Below are the records; restate word for word the lines from the first through the one containing "Map coordinates as", and only those.

+++ Data shown

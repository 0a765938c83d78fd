//! Marker records, the type catalog and the per-subregion dataset.

use crate::core::config::Region;
use crate::core::geo::LatLng;
use crate::prelude::{HashMap, HashSet};
use crate::{MapError, Result};
use serde::{Deserialize, Serialize};
use std::collections::BTreeMap;
use std::path::Path;

/// One placed marker as shipped in the dataset bundles
#[derive(Debug, Clone, PartialEq, Serialize, Deserialize)]
#[serde(rename_all = "camelCase")]
pub struct MarkerRecord {
    pub id: String,
    /// Map coordinates as `[lat, lng]`
    pub position: [f64; 2],
    pub subregion_id: String,
    #[serde(rename = "type")]
    pub type_key: String,
}

impl MarkerRecord {
    pub fn new(
        id: impl Into<String>,
        position: [f64; 2],
        subregion_id: impl Into<String>,
        type_key: impl Into<String>,
    ) -> Self {
        Self {
            id: id.into(),
            position,
            subregion_id: subregion_id.into(),
            type_key: type_key.into(),
        }
    }

    pub fn lat_lng(&self) -> LatLng {
        LatLng::new(self.position[0], self.position[1])
    }
}

#[derive(Debug, Clone, PartialEq, Eq, Serialize, Deserialize)]
pub struct MarkerCategory {
    pub main: String,
    pub sub: String,
}

/// Catalog entry describing how a marker type is drawn and grouped
#[derive(Debug, Clone, PartialEq, Eq, Serialize, Deserialize)]
#[serde(rename_all = "camelCase")]
pub struct MarkerType {
    pub key: String,
    pub category: MarkerCategory,
    #[serde(default)]
    pub no_frame: bool,
    #[serde(default)]
    pub sub_icon: Option<String>,
}

impl MarkerType {
    pub fn new(key: impl Into<String>, main: impl Into<String>, sub: impl Into<String>) -> Self {
        Self {
            key: key.into(),
            category: MarkerCategory {
                main: main.into(),
                sub: sub.into(),
            },
            no_frame: false,
            sub_icon: None,
        }
    }

    pub fn with_no_frame(mut self) -> Self {
        self.no_frame = true;
        self
    }

    pub fn with_sub_icon(mut self, sub_icon: impl Into<String>) -> Self {
        self.sub_icon = Some(sub_icon.into());
        self
    }

    /// Types whose main category is aggregated into per-type cluster groups
    pub fn is_cluster_eligible(&self) -> bool {
        crate::constants::CLUSTER_CATEGORIES.contains(&self.category.main.as_str())
    }
}

/// All known marker types, keyed by type key
#[derive(Debug, Clone, Default)]
pub struct MarkerTypeCatalog {
    types: BTreeMap<String, MarkerType>,
}

impl MarkerTypeCatalog {
    pub fn new() -> Self {
        Self::default()
    }

    /// Parses the `{ key: MarkerType }` dictionary format
    pub fn from_json_str(json: &str) -> Result<Self> {
        let types: BTreeMap<String, MarkerType> = serde_json::from_str(json)?;
        Ok(Self { types })
    }

    pub fn from_json_file(path: impl AsRef<Path>) -> Result<Self> {
        let text = std::fs::read_to_string(path)?;
        Self::from_json_str(&text)
    }

    pub fn insert(&mut self, marker_type: MarkerType) {
        self.types.insert(marker_type.key.clone(), marker_type);
    }

    pub fn get(&self, key: &str) -> Option<&MarkerType> {
        self.types.get(key)
    }

    pub fn contains(&self, key: &str) -> bool {
        self.types.contains_key(key)
    }

    pub fn is_cluster_eligible(&self, key: &str) -> bool {
        self.get(key).map_or(false, MarkerType::is_cluster_eligible)
    }

    pub fn cluster_eligible_types(&self) -> impl Iterator<Item = &MarkerType> {
        self.types.values().filter(|t| t.is_cluster_eligible())
    }

    pub fn iter(&self) -> impl Iterator<Item = &MarkerType> {
        self.types.values()
    }

    pub fn len(&self) -> usize {
        self.types.len()
    }

    pub fn is_empty(&self) -> bool {
        self.types.is_empty()
    }

    /// `main → sub → [type]`, used by filter pickers
    pub fn category_tree(&self) -> BTreeMap<String, BTreeMap<String, Vec<&MarkerType>>> {
        let mut tree: BTreeMap<String, BTreeMap<String, Vec<&MarkerType>>> = BTreeMap::new();
        for marker_type in self.types.values() {
            tree.entry(marker_type.category.main.clone())
                .or_default()
                .entry(marker_type.category.sub.clone())
                .or_default()
                .push(marker_type);
        }
        tree
    }
}

/// Collected-vs-total for one type
#[derive(Debug, Clone, Copy, Default, PartialEq, Eq)]
pub struct CollectionProgress {
    pub collected: usize,
    pub total: usize,
}

impl CollectionProgress {
    pub fn is_complete(&self) -> bool {
        self.total > 0 && self.collected >= self.total
    }
}

/// Static marker bundles grouped by subregion, with precomputed type counts
#[derive(Debug, Clone, Default)]
pub struct MarkerDataset {
    subregions: BTreeMap<String, Vec<MarkerRecord>>,
    subregion_counts: HashMap<String, HashMap<String, usize>>,
    world_counts: HashMap<String, usize>,
}

impl MarkerDataset {
    pub fn new() -> Self {
        Self::default()
    }

    pub fn from_subregions(subregions: impl IntoIterator<Item = (String, Vec<MarkerRecord>)>) -> Self {
        let mut dataset = Self::new();
        for (subregion, records) in subregions {
            dataset.insert_subregion(subregion, records);
        }
        dataset
    }

    /// Loads every `*.json` file in `dir`; the file stem is the subregion id
    pub fn load_dir(dir: impl AsRef<Path>) -> Result<Self> {
        let mut dataset = Self::new();
        for entry in std::fs::read_dir(dir.as_ref())? {
            let path = entry?.path();
            if path.extension().and_then(|ext| ext.to_str()) != Some("json") {
                continue;
            }
            let stem = path
                .file_stem()
                .and_then(|stem| stem.to_str())
                .ok_or_else(|| MapError::Data(format!("invalid marker file name: {}", path.display())))?
                .to_string();
            let text = std::fs::read_to_string(&path)?;
            let records: Vec<MarkerRecord> = serde_json::from_str(&text)?;
            log::debug!("loaded {} markers for {}", records.len(), stem);
            dataset.insert_subregion(stem, records);
        }
        Ok(dataset)
    }

    /// Replaces the records of one subregion and refreshes the counts
    pub fn insert_subregion(&mut self, subregion: impl Into<String>, records: Vec<MarkerRecord>) {
        let subregion = subregion.into();
        if let Some(previous) = self.subregions.remove(&subregion) {
            for record in &previous {
                if let Some(count) = self.world_counts.get_mut(&record.type_key) {
                    *count = count.saturating_sub(1);
                }
            }
        }

        let mut counts: HashMap<String, usize> = HashMap::default();
        for record in &records {
            *counts.entry(record.type_key.clone()).or_insert(0) += 1;
            *self.world_counts.entry(record.type_key.clone()).or_insert(0) += 1;
        }
        self.world_counts.retain(|_, count| *count > 0);
        self.subregion_counts.insert(subregion.clone(), counts);
        self.subregions.insert(subregion, records);
    }

    pub fn subregion(&self, subregion: &str) -> &[MarkerRecord] {
        self.subregions
            .get(subregion)
            .map(Vec::as_slice)
            .unwrap_or(&[])
    }

    pub fn subregion_ids(&self) -> impl Iterator<Item = &str> {
        self.subregions.keys().map(String::as_str)
    }

    /// Every record, subregion by subregion
    pub fn world(&self) -> impl Iterator<Item = &MarkerRecord> {
        self.subregions.values().flatten()
    }

    pub fn len(&self) -> usize {
        self.subregions.values().map(Vec::len).sum()
    }

    pub fn is_empty(&self) -> bool {
        self.len() == 0
    }

    pub fn subregion_type_count(&self, subregion: &str, type_key: &str) -> usize {
        self.subregion_counts
            .get(subregion)
            .and_then(|counts| counts.get(type_key))
            .copied()
            .unwrap_or(0)
    }

    pub fn region_type_count(&self, region: &Region, type_key: &str) -> usize {
        region
            .subregions
            .iter()
            .map(|subregion| self.subregion_type_count(subregion, type_key))
            .sum()
    }

    /// Type counts summed over the region's subregions
    pub fn region_counts(&self, region: &Region) -> HashMap<String, usize> {
        let mut totals: HashMap<String, usize> = HashMap::default();
        for subregion in &region.subregions {
            if let Some(counts) = self.subregion_counts.get(subregion) {
                for (type_key, count) in counts {
                    *totals.entry(type_key.clone()).or_insert(0) += count;
                }
            }
        }
        totals
    }

    pub fn world_type_count(&self, type_key: &str) -> usize {
        self.world_counts.get(type_key).copied().unwrap_or(0)
    }

    /// Progress for a type, optionally restricted to one region
    pub fn progress(
        &self,
        type_key: &str,
        region: Option<&Region>,
        collected: &HashSet<String>,
    ) -> CollectionProgress {
        let records: Vec<&MarkerRecord> = match region {
            Some(region) => region
                .subregions
                .iter()
                .flat_map(|subregion| self.subregion(subregion))
                .filter(|record| record.type_key == type_key)
                .collect(),
            None => self.world().filter(|record| record.type_key == type_key).collect(),
        };
        CollectionProgress {
            collected: records.iter().filter(|record| collected.contains(&record.id)).count(),
            total: records.len(),
        }
    }
}
//! Last camera position per region.

use crate::core::geo::LatLng;
use crate::store::storage::{load_or_default, save_json, Storage};
use crate::Result;
use serde::{Deserialize, Serialize};
use std::collections::BTreeMap;
use std::sync::Arc;

pub const VIEW_STATE_KEY: &str = "map-view-states";

#[derive(Debug, Clone, Copy, PartialEq, Serialize, Deserialize)]
pub struct ViewState {
    pub lat: f64,
    pub lng: f64,
    pub zoom: f64,
}

impl ViewState {
    pub fn new(center: LatLng, zoom: f64) -> Self {
        Self {
            lat: center.lat,
            lng: center.lng,
            zoom,
        }
    }

    pub fn center(&self) -> LatLng {
        LatLng::new(self.lat, self.lng)
    }
}

pub trait ViewStateStore: Send {
    fn get_view_state(&self, region: &str) -> Option<ViewState>;
    fn save_view_state(&mut self, region: &str, view: ViewState) -> Result<()>;
    fn clear_all(&mut self) -> Result<()>;
}

#[derive(Debug, Clone, Default, PartialEq, Serialize, Deserialize)]
#[serde(rename_all = "camelCase")]
struct ViewStates {
    #[serde(default)]
    view_states: BTreeMap<String, ViewState>,
}

/// View states that live as long as the process
#[derive(Debug, Clone, Default)]
pub struct MemoryViewStates {
    states: BTreeMap<String, ViewState>,
}

impl MemoryViewStates {
    pub fn new() -> Self {
        Self::default()
    }
}

impl ViewStateStore for MemoryViewStates {
    fn get_view_state(&self, region: &str) -> Option<ViewState> {
        self.states.get(region).copied()
    }

    fn save_view_state(&mut self, region: &str, view: ViewState) -> Result<()> {
        self.states.insert(region.to_string(), view);
        Ok(())
    }

    fn clear_all(&mut self) -> Result<()> {
        self.states.clear();
        Ok(())
    }
}

/// View states written through to a [`Storage`] on every save
pub struct PersistentViewStates {
    storage: Arc<dyn Storage>,
    states: ViewStates,
}

impl std::fmt::Debug for PersistentViewStates {
    fn fmt(&self, f: &mut std::fmt::Formatter<'_>) -> std::fmt::Result {
        f.debug_struct("PersistentViewStates")
            .field("regions", &self.states.view_states.len())
            .finish()
    }
}

impl PersistentViewStates {
    /// Restores whatever was saved under [`VIEW_STATE_KEY`]
    pub fn load(storage: Arc<dyn Storage>) -> Self {
        let states = load_or_default(storage.as_ref(), VIEW_STATE_KEY);
        Self { storage, states }
    }
}

impl ViewStateStore for PersistentViewStates {
    fn get_view_state(&self, region: &str) -> Option<ViewState> {
        self.states.view_states.get(region).copied()
    }

    fn save_view_state(&mut self, region: &str, view: ViewState) -> Result<()> {
        self.states.view_states.insert(region.to_string(), view);
        save_json(self.storage.as_ref(), VIEW_STATE_KEY, &self.states)
    }

    fn clear_all(&mut self) -> Result<()> {
        self.states.view_states.clear();
        self.storage.remove(VIEW_STATE_KEY).map(|_| ())
    }
}
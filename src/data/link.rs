//! Link hotspot data: square areas that open external pages.

use serde::{Deserialize, Serialize};
use serde_json::Value;
use std::collections::BTreeMap;

pub const LINK_DATA_VERSION: u32 = crate::constants::OVERLAY_DATA_VERSION;

#[derive(Debug, Clone, Default, PartialEq, Eq, Serialize, Deserialize)]
#[serde(rename_all = "camelCase")]
pub struct LinkTarget {
    /// Locale key of the tooltip title
    #[serde(default)]
    pub title_key: String,
    #[serde(default)]
    pub url: String,
}

/// Tooltip targets shared by every link area
#[derive(Debug, Clone, Default, PartialEq, Eq, Serialize, Deserialize)]
#[serde(rename_all = "camelCase")]
pub struct GlobalLinkConfig {
    #[serde(default)]
    pub left_link: LinkTarget,
    #[serde(default)]
    pub right_link: LinkTarget,
}

/// One clickable square; `bounds` is in region pixel space at max zoom
#[derive(Debug, Clone, PartialEq, Serialize, Deserialize)]
pub struct MapLink {
    pub id: String,
    pub region: String,
    pub bounds: [[f64; 2]; 2],
}

#[derive(Debug, Clone, Default, PartialEq, Serialize, Deserialize)]
pub struct LinkBucket {
    pub links: BTreeMap<String, MapLink>,
}

#[derive(Debug, Clone, PartialEq, Serialize, Deserialize)]
pub struct LinkData {
    pub version: u32,
    #[serde(default)]
    pub config: GlobalLinkConfig,
    pub regions: BTreeMap<String, LinkBucket>,
}

impl Default for LinkData {
    fn default() -> Self {
        Self {
            version: LINK_DATA_VERSION,
            config: GlobalLinkConfig::default(),
            regions: BTreeMap::new(),
        }
    }
}

/// Rounds both corners to three decimals
pub fn round_bounds(bounds: [[f64; 2]; 2]) -> [[f64; 2]; 2] {
    let round3 = |n: f64| (n * 1000.0).round() / 1000.0;
    [
        [round3(bounds[0][0]), round3(bounds[0][1])],
        [round3(bounds[1][0]), round3(bounds[1][1])],
    ]
}

impl LinkData {
    /// Parses link JSON; malformed links are skipped, a wrong version yields `None`
    pub fn try_parse(text: &str) -> Option<Self> {
        let value: Value = serde_json::from_str(text).ok()?;
        if value.get("version").and_then(Value::as_u64) != Some(LINK_DATA_VERSION as u64) {
            return None;
        }

        let config = value
            .get("config")
            .cloned()
            .and_then(|raw| serde_json::from_value(raw).ok())
            .unwrap_or_default();
        let mut data = Self {
            config,
            ..Self::default()
        };

        if let Some(regions) = value.get("regions").and_then(Value::as_object) {
            for (region, bucket) in regions {
                let mut links = BTreeMap::new();
                if let Some(raw_links) = bucket.get("links").and_then(Value::as_object) {
                    for (id, raw) in raw_links {
                        match serde_json::from_value::<MapLink>(raw.clone()) {
                            Ok(mut link) => {
                                link.bounds = round_bounds(link.bounds);
                                links.insert(id.clone(), link);
                            }
                            Err(err) => log::warn!("dropping malformed link {}/{}: {}", region, id, err),
                        }
                    }
                }
                data.regions.insert(region.clone(), LinkBucket { links });
            }
        }
        Some(data)
    }

    /// Union of both region sets; `overlay` wins per link id and supplies the config
    pub fn merge(base: &LinkData, overlay: &LinkData) -> LinkData {
        let mut merged = LinkData {
            version: LINK_DATA_VERSION,
            config: overlay.config.clone(),
            regions: base.regions.clone(),
        };
        for (region, bucket) in &overlay.regions {
            let target = merged.regions.entry(region.clone()).or_default();
            for (id, link) in &bucket.links {
                target.links.insert(id.clone(), link.clone());
            }
        }
        merged
    }

    pub fn links_for_region(&self, code: &str) -> Vec<&MapLink> {
        self.regions
            .get(code)
            .map(|bucket| bucket.links.values().collect())
            .unwrap_or_default()
    }

    pub fn to_json_string(&self) -> crate::Result<String> {
        Ok(serde_json::to_string_pretty(self)? + "\n")
    }
}
//! Map toggles that survive reloads.

use crate::layers::tile::{is_known_skin, BASE_SKIN};
use crate::store::storage::{load_or_default, save_json, Storage};
use crate::Result;
use serde::{Deserialize, Serialize};

pub const MAP_PREFS_KEY: &str = "map-prefs";

#[derive(Debug, Clone, PartialEq, Serialize, Deserialize)]
#[serde(rename_all = "camelCase", default)]
pub struct MapPrefs {
    pub hide_completed: bool,
    pub clustering: bool,
    pub boundaries: bool,
    pub labels: bool,
    /// Active tile skin, `M` for the base map
    pub layer: String,
}

impl Default for MapPrefs {
    fn default() -> Self {
        Self {
            hide_completed: false,
            clustering: false,
            boundaries: false,
            labels: true,
            layer: BASE_SKIN.to_string(),
        }
    }
}

impl MapPrefs {
    /// Loads the saved prefs; an unknown skin falls back to the base map
    pub fn load(storage: &dyn Storage) -> Self {
        let mut prefs: MapPrefs = load_or_default(storage, MAP_PREFS_KEY);
        if !is_known_skin(&prefs.layer) {
            log::warn!("unknown map layer {:?} in prefs, using {}", prefs.layer, BASE_SKIN);
            prefs.layer = BASE_SKIN.to_string();
        }
        prefs
    }

    pub fn save(&self, storage: &dyn Storage) -> Result<()> {
        save_json(storage, MAP_PREFS_KEY, self)
    }
}
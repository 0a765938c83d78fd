//! Static data: marker bundles, subregion outlines, label/link overlays and
//! the locale lookup used to name them.

pub mod label;
pub mod link;
pub mod locale;
pub mod marker;
pub mod region;

pub use label::{Label, LabelData, LabelKind};
pub use link::{GlobalLinkConfig, LinkData, LinkTarget, MapLink};
pub use locale::{JsonLocale, LocaleLookup};
pub use marker::{CollectionProgress, MarkerCategory, MarkerDataset, MarkerRecord, MarkerType, MarkerTypeCatalog};
pub use region::{AreaShape, SubregionArea, SubregionCatalog};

++++++

» Response to the exercise:
repository 0a765938c83d78fd
//! Marker records, the type catalog and the per-subregion dataset.

use crate::core::config::Region;
use crate::core::geo::LatLng;
use crate::prelude::{HashMap, HashSet};
use crate::{MapError, Result};
use serde::{Deserialize, Serialize};
use std::collections::BTreeMap;
use std::path::Path;

/// One placed marker as shipped in the dataset bundles
#[derive(Debug, Clone, PartialEq, Serialize, Deserialize)]
#[serde(rename_all = "camelCase")]
pub struct MarkerRecord {
    pub id: String,
    /// Map coordinates as `[lat, lng]`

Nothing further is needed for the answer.